Lo cierto es que desde entonces el pensamiento ha producido distintos desplazamientos que, según los casos, han adoptado posiciones más realistas o nominalistas. Por ejemplo, la “teoría de las ficciones” de Jeremy Bentham postula que la conducta humana está determinada por construcciones de lenguaje que no van más allá de ser ficciones legales. Sucede que autores como Richard Rorty --cumbre del pragmatismo norteamericano-- se inclinaron por un nominalismo que borra la capacidad referencial del lenguaje. Confunden real con la estructura de ficción propia de la verdad hecha de palabras. La consecuencia política de esta perspectiva es el denominado pacto de los ironistas liberales. Dice Rorty: “Ironista’ designa a esas personas que reconocen la contingencia de sus creencias y de sus deseos más fundamentales: personas lo bastante historicistas y nominalistas para haber abandonado la idea de que esas creencias y esos deseos fundamentales remiten a algo más allá del tiempo y del azar. Para el ironista liberal no hay respuesta alguna a la pregunta ¿por qué no ser cruel?, ni hay ningún apoyo teórico que no sea circular de la creencia de que la crueldad es horrible... El que cree que hay para las preguntas de este tipo respuestas teóricas bien fundadas --algoritmos para la resolución de dilemas morales de esa especie-- es todavía, en el fondo de su corazón, un teólogo o un metafísico. Cree que existe, más allá del tiempo y del azar, un orden que determina el núcleo de la existencia humana y establece una jerarquía de responsabilidades."

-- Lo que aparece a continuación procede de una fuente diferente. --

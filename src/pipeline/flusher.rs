// Copyright 2026 Layne Penney
// SPDX-License-Identifier: AGPL-3.0-or-later

//! Flushing: draining the buffer into batches and delivering them, on demand
//! or from a background task.

use std::fmt;
use std::sync::Arc;
use std::time::Duration;

use tokio::sync::{oneshot, Notify};
use tokio::task::JoinHandle;
use tokio::time::MissedTickBehavior;
use tracing::{debug, trace};

use super::buffer::{plan_batches, EventBuffer};
use crate::delivery::{Deliverer, DeliveryReport};
use crate::event::{CanonicalEvent, TraceId};

/// Totals for one flush.
#[derive(Debug, Clone, Default, PartialEq)]
pub struct FlushReport {
    pub batches: usize,
    pub delivered: usize,
    pub dropped: usize,
}

impl FlushReport {
    fn from_reports(reports: &[DeliveryReport]) -> Self {
        reports.iter().fold(Self::default(), |mut acc, report| {
            acc.batches += 1;
            if report.is_delivered() {
                acc.delivered += report.events;
            } else {
                acc.dropped += report.events;
            }
            acc
        })
    }

    pub fn is_empty(&self) -> bool {
        self.batches == 0
    }
}

/// Whether a trace may still receive events.
pub type OpenTraces = Arc<dyn Fn(TraceId) -> bool + Send + Sync>;

/// The buffer plus everything needed to empty it.
#[derive(Clone)]
pub struct Pipeline {
    buffer: Arc<EventBuffer>,
    deliverer: Deliverer,
    max_batch_size: usize,
    open_traces: OpenTraces,
}

impl Pipeline {
    pub fn new(buffer: Arc<EventBuffer>, deliverer: Deliverer, max_batch_size: usize) -> Self {
        Self {
            buffer,
            deliverer,
            max_batch_size,
            open_traces: Arc::new(|_| false),
        }
    }

    /// Hold back open traces from background flushes.
    pub fn with_open_traces(mut self, open_traces: OpenTraces) -> Self {
        self.open_traces = open_traces;
        self
    }

    pub fn buffer(&self) -> &EventBuffer {
        &self.buffer
    }

    async fn deliver_groups(&self, groups: Vec<Vec<CanonicalEvent>>) -> FlushReport {
        let batches = plan_batches(groups, self.max_batch_size);
        if batches.is_empty() {
            return FlushReport::default();
        }
        let reports = self.deliverer.deliver_all(batches).await;
        let report = FlushReport::from_reports(&reports);
        debug!(
            batches = report.batches,
            delivered = report.delivered,
            dropped = report.dropped,
            "Flushed buffer"
        );
        report
    }

    /// Deliver everything currently buffered.
    pub async fn flush(&self) -> FlushReport {
        let groups = self.buffer.drain_all();
        self.deliver_groups(groups).await
    }

    /// Deliver ended traces and orphans. An open trace stays buffered until
    /// it ends, unless it alone already exceeds a batch.
    pub async fn flush_settled(&self) -> FlushReport {
        let groups = self
            .buffer
            .drain_settled(|id| (self.open_traces)(id), self.max_batch_size);
        self.deliver_groups(groups).await
    }

    /// Deliver one trace's buffered events, leaving other traces queued.
    pub async fn flush_trace(&self, trace_id: TraceId) -> FlushReport {
        let events = self.buffer.drain_trace(trace_id);
        self.deliver_groups(vec![events]).await
    }
}

impl fmt::Debug for Pipeline {
    fn fmt(&self, f: &mut fmt::Formatter<'_>) -> fmt::Result {
        f.debug_struct("Pipeline")
            .field("buffer", &self.buffer)
            .field("deliverer", &self.deliverer)
            .field("max_batch_size", &self.max_batch_size)
            .finish_non_exhaustive()
    }
}

/// Background task flushing settled traces on an interval or when woken.
#[derive(Debug)]
pub struct BackgroundFlusher {
    wake: Arc<Notify>,
    shutdown: Option<oneshot::Sender<()>>,
    handle: Option<JoinHandle<()>>,
}

impl BackgroundFlusher {
    /// Spawn the task on the current tokio runtime.
    ///
    /// Returns `None` outside a runtime; flushing then only happens on
    /// explicit calls.
    pub fn spawn(pipeline: Pipeline, interval: Duration) -> Option<Self> {
        let runtime = tokio::runtime::Handle::try_current().ok()?;
        let wake = Arc::new(Notify::new());
        let (shutdown, mut shutdown_rx) = oneshot::channel::<()>();

        let task_wake = wake.clone();
        let handle = runtime.spawn(async move {
            let mut ticker = tokio::time::interval(interval);
            ticker.set_missed_tick_behavior(MissedTickBehavior::Delay);
            // the first tick completes immediately
            ticker.tick().await;

            loop {
                tokio::select! {
                    _ = ticker.tick() => trace!("Interval flush"),
                    _ = task_wake.notified() => trace!("Threshold flush"),
                    _ = &mut shutdown_rx => break,
                }
                pipeline.flush_settled().await;
            }
        });

        Some(Self {
            wake,
            shutdown: Some(shutdown),
            handle: Some(handle),
        })
    }

    /// Request a flush as soon as the task is idle.
    pub fn wake(&self) {
        self.wake.notify_one();
    }

    /// Stop the task, letting an in-flight flush finish.
    pub async fn stop(&mut self) {
        if let Some(shutdown) = self.shutdown.take() {
            let _ = shutdown.send(());
        }
        if let Some(handle) = self.handle.take() {
            let _ = handle.await;
        }
    }
}

impl Drop for BackgroundFlusher {
    fn drop(&mut self) {
        if let Some(handle) = self.handle.take() {
            handle.abort();
        }
    }
}
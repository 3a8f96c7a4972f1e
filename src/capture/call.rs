// Copyright 2026 Layne Penney
// SPDX-License-Identifier: AGPL-3.0-or-later

//! Normalized call input and output.

use std::time::Duration;

use serde_json::{json, Value};

use super::classify::NormalizedOutput;
use crate::types::{Message, ProviderResponse, TokenUsage, ToolDefinition};

/// What was sent to the model.
#[derive(Debug, Clone, PartialEq)]
pub struct CallInput {
    pub model: String,
    /// Explicit provider; inferred from `model` when absent.
    pub provider: Option<String>,
    /// Prompt or message list, as JSON.
    pub input: Value,
    /// Request parameters (temperature, tools, ...).
    pub parameters: Option<Value>,
}

impl CallInput {
    pub fn new(model: impl Into<String>, input: impl Into<Value>) -> Self {
        Self {
            model: model.into(),
            provider: None,
            input: input.into(),
            parameters: None,
        }
    }

    /// Build the input of a chat call from its messages.
    ///
    /// The system prompt becomes the first message; offered tools are listed
    /// by name under `parameters.tools`.
    pub fn from_chat(
        model: impl Into<String>,
        messages: &[Message],
        tools: Option<&[ToolDefinition]>,
        system_prompt: Option<&str>,
    ) -> Self {
        let mut list = Vec::with_capacity(messages.len() + 1);
        if let Some(system) = system_prompt {
            list.push(json!({"role": "system", "content": system}));
        }
        list.extend(
            messages
                .iter()
                .map(|m| serde_json::to_value(m).unwrap_or(Value::Null)),
        );

        let parameters = tools.filter(|t| !t.is_empty()).map(|tools| {
            let names: Vec<&str> = tools.iter().map(|t| t.name.as_str()).collect();
            json!({ "tools": names })
        });

        Self {
            model: model.into(),
            provider: None,
            input: Value::Array(list),
            parameters,
        }
    }

    pub fn with_provider(mut self, provider: impl Into<String>) -> Self {
        self.provider = Some(provider.into());
        self
    }

    pub fn with_parameters(mut self, parameters: Value) -> Self {
        self.parameters = Some(parameters);
        self
    }
}

/// What came back from the model.
#[derive(Debug, Clone, Default, PartialEq)]
pub struct CallOutput {
    pub content: String,
    pub finish_reason: Option<String>,
    pub status: Option<String>,
    pub tool_calls: Vec<Value>,
    pub usage: Option<TokenUsage>,
}

impl CallOutput {
    pub fn text(content: impl Into<String>) -> Self {
        Self {
            content: content.into(),
            ..Self::default()
        }
    }

    pub fn with_finish_reason(mut self, reason: impl Into<String>) -> Self {
        self.finish_reason = Some(reason.into());
        self
    }

    pub fn with_status(mut self, status: impl Into<String>) -> Self {
        self.status = Some(status.into());
        self
    }

    pub fn with_usage(mut self, usage: TokenUsage) -> Self {
        self.usage = Some(usage);
        self
    }

    pub fn normalized(&self) -> NormalizedOutput {
        NormalizedOutput {
            content: self.content.clone(),
            finish_reason: self.finish_reason.clone(),
            status: self.status.clone(),
            tool_call_count: self.tool_calls.len(),
        }
    }
}

impl From<&ProviderResponse> for CallOutput {
    fn from(response: &ProviderResponse) -> Self {
        Self {
            content: response.content.clone(),
            finish_reason: Some(response.stop_reason.as_str().to_string()),
            status: response.status.clone(),
            tool_calls: response
                .tool_calls
                .iter()
                .map(|call| json!({"id": call.id, "name": call.name, "input": call.input}))
                .collect(),
            usage: response.usage.clone(),
        }
    }
}

/// Timing and transport details of one call.
#[derive(Debug, Clone, Copy, Default, PartialEq)]
pub struct CallMeta {
    pub latency: Duration,
    pub streaming: bool,
    pub time_to_first_token: Option<Duration>,
    pub chunk_count: Option<u64>,
}

impl CallMeta {
    pub fn completed(latency: Duration) -> Self {
        Self {
            latency,
            ..Self::default()
        }
    }

    pub fn streamed(latency: Duration, time_to_first_token: Option<Duration>, chunks: u64) -> Self {
        Self {
            latency,
            streaming: true,
            time_to_first_token,
            chunk_count: Some(chunks),
        }
    }
}
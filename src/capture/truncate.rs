// Copyright 2026 Layne Penney
// SPDX-License-Identifier: AGPL-3.0-or-later

//! Free-text truncation.

use std::borrow::Cow;

use serde_json::Value;

/// Appended to every truncated field.
pub const TRUNCATION_MARKER: &str = "...[truncated]";

/// Cut `text` to `max_chars` characters and append [`TRUNCATION_MARKER`].
///
/// Characters are Unicode scalar values. Text at or under the limit is
/// returned unchanged.
pub fn truncate(text: &str, max_chars: usize) -> Cow<'_, str> {
    match text.char_indices().nth(max_chars) {
        None => Cow::Borrowed(text),
        Some((cut, _)) => {
            let mut out = String::with_capacity(cut + TRUNCATION_MARKER.len());
            out.push_str(&text[..cut]);
            out.push_str(TRUNCATION_MARKER);
            Cow::Owned(out)
        }
    }
}

/// Truncate every string inside a JSON value, recursively.
pub fn truncate_value(value: Value, max_chars: usize) -> Value {
    match value {
        Value::String(s) => match truncate(&s, max_chars) {
            Cow::Borrowed(_) => Value::String(s),
            Cow::Owned(cut) => Value::String(cut),
        },
        Value::Array(items) => Value::Array(
            items
                .into_iter()
                .map(|v| truncate_value(v, max_chars))
                .collect(),
        ),
        Value::Object(map) => Value::Object(
            map.into_iter()
                .map(|(k, v)| (k, truncate_value(v, max_chars)))
                .collect(),
        ),
        other => other,
    }
}
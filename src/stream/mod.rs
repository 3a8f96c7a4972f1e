// Copyright 2026 Layne Penney
// SPDX-License-Identifier: AGPL-3.0-or-later

//! Stream interception.
//!
//! Wraps a provider's chunk stream so the consumer sees exactly the original
//! items while a single `llm_call` capture is produced at the end.

mod chunk;
mod interceptor;

pub use chunk::{ChatDelta, ChunkShape, ChunkView, MessageEvent, ResponseEvent, ToolCallStart};
pub use interceptor::{CapturedStream, Finalizer, StreamPhase, StreamSummary};
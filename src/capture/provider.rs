// Copyright 2026 Layne Penney
// SPDX-License-Identifier: AGPL-3.0-or-later

//! Provider inference from model names.

/// Provider reported when nothing in the model name identifies one.
pub const UNKNOWN_PROVIDER: &str = "unknown";

/// Model-family markers and the provider they imply, checked in order.
const FAMILIES: &[(&str, &str)] = &[
    ("gpt", "openai"),
    ("text-embedding", "openai"),
    ("davinci", "openai"),
    ("claude", "anthropic"),
    ("gemini", "google"),
    ("mistral", "mistral"),
    ("mixtral", "mistral"),
    ("llama", "meta"),
    ("command", "cohere"),
    ("grok", "xai"),
    ("deepseek", "deepseek"),
];

/// OpenAI reasoning models; too short to match as substrings, so they must
/// be a whole token of the name.
const REASONING_MODELS: &[&str] = &["o1", "o3", "o4"];

/// Infer the provider from a model identifier.
///
/// Matching is case-insensitive and looks anywhere in the name, so
/// fine-tuned (`ft:gpt-4o-mini:org::id`), deployment (`azure-gpt-4`) and
/// regional (`us.anthropic.claude-3-haiku`) identifiers resolve.
pub fn infer_provider(model: &str) -> &'static str {
    let lowered = model.trim().to_ascii_lowercase();

    if let Some((_, provider)) = FAMILIES.iter().find(|(family, _)| lowered.contains(family)) {
        return *provider;
    }
    let reasoning = lowered
        .split(|c: char| !c.is_ascii_alphanumeric())
        .any(|token| REASONING_MODELS.contains(&token));
    if reasoning {
        return "openai";
    }
    UNKNOWN_PROVIDER
}

/// An explicit, non-blank provider always wins over inference.
pub fn resolve_provider(explicit: Option<&str>, model: &str) -> String {
    match explicit.map(str::trim).filter(|p| !p.is_empty()) {
        Some(provider) => provider.to_string(),
        None => infer_provider(model).to_string(),
    }
}
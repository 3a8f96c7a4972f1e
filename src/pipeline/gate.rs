// Copyright 2026 Layne Penney
// SPDX-License-Identifier: AGPL-3.0-or-later

//! Sampling and redaction gate.
//!
//! Every draft passes through here on its way to the buffer. Sampling is
//! decided once per trace; redaction rewrites attributes and fails open;
//! validation drops events with missing identifiers.

use std::borrow::Cow;
use std::fmt;
use std::panic::{self, AssertUnwindSafe};
use std::sync::Arc;

use once_cell::sync::Lazy;
use rand::Rng;
use regex::Regex;
use serde_json::Value;
use tracing::warn;

use crate::capture::panic_message;
use crate::error::RedactionError;
use crate::event::{Attributes, CanonicalEvent, Correlation, EventDraft, EventStamp, EventType, TenantContext};
use crate::telemetry::PipelineStats;

/// Probability-based sampling decision.
#[derive(Debug, Clone, Copy, PartialEq)]
pub struct Sampler {
    rate: f64,
}

impl Sampler {
    /// Create a sampler; the rate is clamped to `[0, 1]` and NaN never samples.
    pub fn new(rate: f64) -> Self {
        let rate = if rate.is_nan() { 0.0 } else { rate.clamp(0.0, 1.0) };
        Self { rate }
    }

    pub fn rate(&self) -> f64 {
        self.rate
    }

    /// Decide once. Rate 0 never samples and rate 1 always does.
    pub fn decide(&self) -> bool {
        if self.rate >= 1.0 {
            true
        } else if self.rate <= 0.0 {
            false
        } else {
            rand::thread_rng().gen_bool(self.rate)
        }
    }
}

/// A caller-supplied transform applied to every event's attributes.
///
/// The event type, identifiers and timestamp are not exposed and cannot be
/// changed.
pub trait Redactor: Send + Sync {
    fn redact(&self, event_type: EventType, attributes: Attributes) -> Result<Attributes, RedactionError>;
}

impl<F> Redactor for F
where
    F: Fn(EventType, Attributes) -> Result<Attributes, RedactionError> + Send + Sync,
{
    fn redact(&self, event_type: EventType, attributes: Attributes) -> Result<Attributes, RedactionError> {
        self(event_type, attributes)
    }
}

struct Rule {
    pattern: Regex,
    replacement: String,
}

static EMAIL: Lazy<Regex> = Lazy::new(|| {
    Regex::new(r"[A-Za-z0-9._%+-]+@[A-Za-z0-9.-]+\.[A-Za-z]{2,}").expect("email pattern")
});
static BEARER: Lazy<Regex> = Lazy::new(|| {
    Regex::new(r"(?i)\bbearer\s+[A-Za-z0-9\-._~+/]+=*").expect("bearer pattern")
});
static API_KEY: Lazy<Regex> = Lazy::new(|| {
    Regex::new(r"\b(?:sk|pk|rk)-[A-Za-z0-9_-]{16,}|\bAKIA[0-9A-Z]{16}\b").expect("api key pattern")
});

/// Built-in redactor that masks e-mail addresses, bearer tokens and
/// API-key-looking strings anywhere in string attributes.
pub struct PatternRedactor {
    rules: Vec<Rule>,
}

impl PatternRedactor {
    pub fn new() -> Self {
        Self {
            rules: vec![
                Rule {
                    pattern: BEARER.clone(),
                    replacement: "Bearer [REDACTED]".to_string(),
                },
                Rule {
                    pattern: API_KEY.clone(),
                    replacement: "[REDACTED_KEY]".to_string(),
                },
                Rule {
                    pattern: EMAIL.clone(),
                    replacement: "[REDACTED_EMAIL]".to_string(),
                },
            ],
        }
    }

    /// Add a custom rule.
    pub fn with_pattern(mut self, pattern: Regex, replacement: impl Into<String>) -> Self {
        self.rules.push(Rule {
            pattern,
            replacement: replacement.into(),
        });
        self
    }

    fn mask<'a>(&self, text: &'a str) -> Cow<'a, str> {
        let mut out = Cow::Borrowed(text);
        for rule in &self.rules {
            let replaced = match rule.pattern.replace_all(&out, rule.replacement.as_str()) {
                Cow::Owned(replaced) => Some(replaced),
                Cow::Borrowed(_) => None,
            };
            if let Some(replaced) = replaced {
                out = Cow::Owned(replaced);
            }
        }
        out
    }

    fn mask_value(&self, value: Value) -> Value {
        match value {
            Value::String(s) => match self.mask(&s) {
                Cow::Borrowed(_) => Value::String(s),
                Cow::Owned(masked) => Value::String(masked),
            },
            Value::Array(items) => Value::Array(items.into_iter().map(|v| self.mask_value(v)).collect()),
            Value::Object(map) => {
                Value::Object(map.into_iter().map(|(k, v)| (k, self.mask_value(v))).collect())
            }
            other => other,
        }
    }
}

impl Default for PatternRedactor {
    fn default() -> Self {
        Self::new()
    }
}

impl fmt::Debug for PatternRedactor {
    fn fmt(&self, f: &mut fmt::Formatter<'_>) -> fmt::Result {
        f.debug_struct("PatternRedactor")
            .field("rules", &self.rules.len())
            .finish()
    }
}

impl Redactor for PatternRedactor {
    fn redact(&self, _event_type: EventType, attributes: Attributes) -> Result<Attributes, RedactionError> {
        Ok(attributes
            .into_iter()
            .map(|(k, v)| (k, self.mask_value(v)))
            .collect())
    }
}

/// Redaction and validation for one SDK instance.
#[derive(Clone, Default)]
pub struct Gate {
    redactor: Option<Arc<dyn Redactor>>,
}

impl Gate {
    pub fn new() -> Self {
        Self::default()
    }

    pub fn with_redactor(mut self, redactor: Arc<dyn Redactor>) -> Self {
        self.redactor = Some(redactor);
        self
    }

    pub fn has_redactor(&self) -> bool {
        self.redactor.is_some()
    }

    /// Apply the redactor; on error or panic the attributes pass unchanged.
    fn redact(&self, event_type: EventType, attributes: Attributes, stats: &PipelineStats) -> Attributes {
        let Some(redactor) = &self.redactor else {
            return attributes;
        };

        let input = attributes.clone();
        let outcome = panic::catch_unwind(AssertUnwindSafe(|| redactor.redact(event_type, input)));
        match outcome {
            Ok(Ok(redacted)) => redacted,
            Ok(Err(err)) => {
                stats.record_redaction_failure();
                warn!(event_type = %event_type, error = %err, "Redaction failed; event sent unredacted");
                attributes
            }
            Err(payload) => {
                stats.record_redaction_failure();
                warn!(
                    event_type = %event_type,
                    error = %panic_message(payload.as_ref()),
                    "Redactor panicked; event sent unredacted"
                );
                attributes
            }
        }
    }

    /// Turn a stamped draft into a canonical event, or drop it.
    pub fn admit(
        &self,
        tenant: &TenantContext,
        stamp: EventStamp,
        correlation: Correlation,
        draft: EventDraft,
        stats: &PipelineStats,
    ) -> Option<CanonicalEvent> {
        let attributes = self.redact(draft.event_type, draft.attributes, stats);
        match CanonicalEvent::assemble(tenant, stamp, correlation, draft.event_type, attributes) {
            Ok(event) => Some(event),
            Err(err) => {
                stats.record_invalid();
                warn!(event_type = %draft.event_type, error = %err, "Dropping invalid event");
                None
            }
        }
    }
}

impl fmt::Debug for Gate {
    fn fmt(&self, f: &mut fmt::Formatter<'_>) -> fmt::Result {
        f.debug_struct("Gate")
            .field("redactor", &self.redactor.is_some())
            .finish()
    }
}

#[cfg(test)]
mod tests {
    use super::*;
    use crate::event::{Environment, SpanId, TraceId};
    use chrono::Utc;
    use serde_json::json;

    fn tenant() -> TenantContext {
        TenantContext::new("t", "p", Environment::Dev)
    }

    fn stamp() -> EventStamp {
        EventStamp {
            trace_id: TraceId::new(),
            span_id: SpanId::new(),
            parent_span_id: None,
            timestamp: Utc::now(),
        }
    }

    fn draft() -> EventDraft {
        EventDraft::new(EventType::LlmCall).attr("output", "mail me at jane@example.com")
    }

    #[test]
    fn test_sampler_bounds() {
        assert!((0..1000).all(|_| Sampler::new(1.0).decide()));
        assert!((0..1000).all(|_| !Sampler::new(0.0).decide()));
        assert_eq!(Sampler::new(3.0).rate(), 1.0);
        assert_eq!(Sampler::new(f64::NAN).rate(), 0.0);
    }

    #[test]
    fn test_sampler_rate_is_roughly_honored() {
        let sampler = Sampler::new(0.5);
        let hits = (0..10_000).filter(|_| sampler.decide()).count();
        assert!((4_000..6_000).contains(&hits), "{hits}");
    }

    #[test]
    fn test_pattern_redactor() {
        let redactor = PatternRedactor::new();
        let mut attrs = Attributes::new();
        attrs.insert("input".into(), json!([{"content": "key sk-abcdefghijklmnopqrstuvwx please"}]));
        attrs.insert("header".into(), json!("Authorization: Bearer abc.def.ghi"));
        attrs.insert("output".into(), json!("contact jane.doe@example.com"));
        attrs.insert("tokens".into(), json!(12));

        let out = redactor.redact(EventType::LlmCall, attrs).unwrap();
        assert_eq!(out["input"][0]["content"], "key [REDACTED_KEY] please");
        assert_eq!(out["header"], "Authorization: Bearer [REDACTED]");
        assert_eq!(out["output"], "contact [REDACTED_EMAIL]");
        assert_eq!(out["tokens"], 12);
    }

    #[test]
    fn test_custom_rule() {
        let redactor = PatternRedactor::new()
            .with_pattern(Regex::new(r"\d{3}-\d{2}-\d{4}").unwrap(), "[SSN]");
        let mut attrs = Attributes::new();
        attrs.insert("input".into(), json!("ssn 123-45-6789"));
        let out = redactor.redact(EventType::LlmCall, attrs).unwrap();
        assert_eq!(out["input"], "ssn [SSN]");
    }

    #[test]
    fn test_gate_applies_redactor() {
        let gate = Gate::new().with_redactor(Arc::new(PatternRedactor::new()));
        let stats = PipelineStats::new();
        let event = gate
            .admit(&tenant(), stamp(), Correlation::default(), draft(), &stats)
            .unwrap();
        assert_eq!(event.attr("output").unwrap(), "mail me at [REDACTED_EMAIL]");
    }

    #[test]
    fn test_gate_fails_open_on_error() {
        let failing = |_: EventType, _: Attributes| -> Result<Attributes, RedactionError> {
            Err(RedactionError::new("nope"))
        };
        let gate = Gate::new().with_redactor(Arc::new(failing));
        let stats = PipelineStats::new();
        let event = gate
            .admit(&tenant(), stamp(), Correlation::default(), draft(), &stats)
            .unwrap();
        assert_eq!(event.attr("output").unwrap(), "mail me at jane@example.com");
        assert_eq!(stats.snapshot().redaction_failures, 1);
    }

    #[test]
    fn test_gate_fails_open_on_panic() {
        let panicking = |_: EventType, _: Attributes| -> Result<Attributes, RedactionError> {
            panic!("redactor bug")
        };
        let gate = Gate::new().with_redactor(Arc::new(panicking));
        let stats = PipelineStats::new();
        let event = gate.admit(&tenant(), stamp(), Correlation::default(), draft(), &stats);
        assert!(event.is_some());
        assert_eq!(stats.snapshot().redaction_failures, 1);
    }

    #[test]
    fn test_gate_drops_invalid() {
        let gate = Gate::new();
        let stats = PipelineStats::new();
        let bad_tenant = TenantContext::new("", "p", Environment::Dev);
        let event = gate.admit(&bad_tenant, stamp(), Correlation::default(), draft(), &stats);
        assert!(event.is_none());
        assert_eq!(stats.snapshot().events_invalid, 1);
    }
}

Esto es lo que permite despedir una persona de su trabajo y desearle que encuentre el camino de la felicidad, habida cuenta de que lo que es cruel para el desocupado puede no serlo para el empresario; o, de la misma forma, reducir el haber de los jubilados habida cuenta de que las personas mayores van camino a la muerte. Desde ya, esta escisión entre palabra y referente, entre semblante y real, constituye la condición para que el único real admitido con que sostener una convivencia civilizada sean los mapas que aportan las neurociencias o el Chat GPT, tal como hace pocos días una influencer libertaria presentó para atender la salud mental de la población.
Para terminar: vaya como ejemplo una síntesis de la usina de pensamiento con la que los Ceos de las corporaciones y dueños del mundo digital nutren sus planes. William MacAskill, el filósofo preferido del magnate Elon Musk, dice: “El mundo está en crisis terminal y el cambio climático es irreversible. Ya es tarde para todo, salvo para que una pequeña minoría sobreviva. Los demás, la humanidad entera, está perdida. No hay que pensar en las personas, sino en la especie. Una pequeña minoría debe sobrevivir para recrear el mundo gracias a la inteligencia artificial, cuando todo haya explotado”. Desde ya, quien enuncia esta monstruosidad se considera parte de la pequeña minoría con derecho a salvarse del exterminio. En suma, maravillas del siglo XXI que poco honor le hacen a la Edad Media.
Sergio Zabalza es psicoanalista. Doctor en Psicología por la Universidad de Buenos Aires.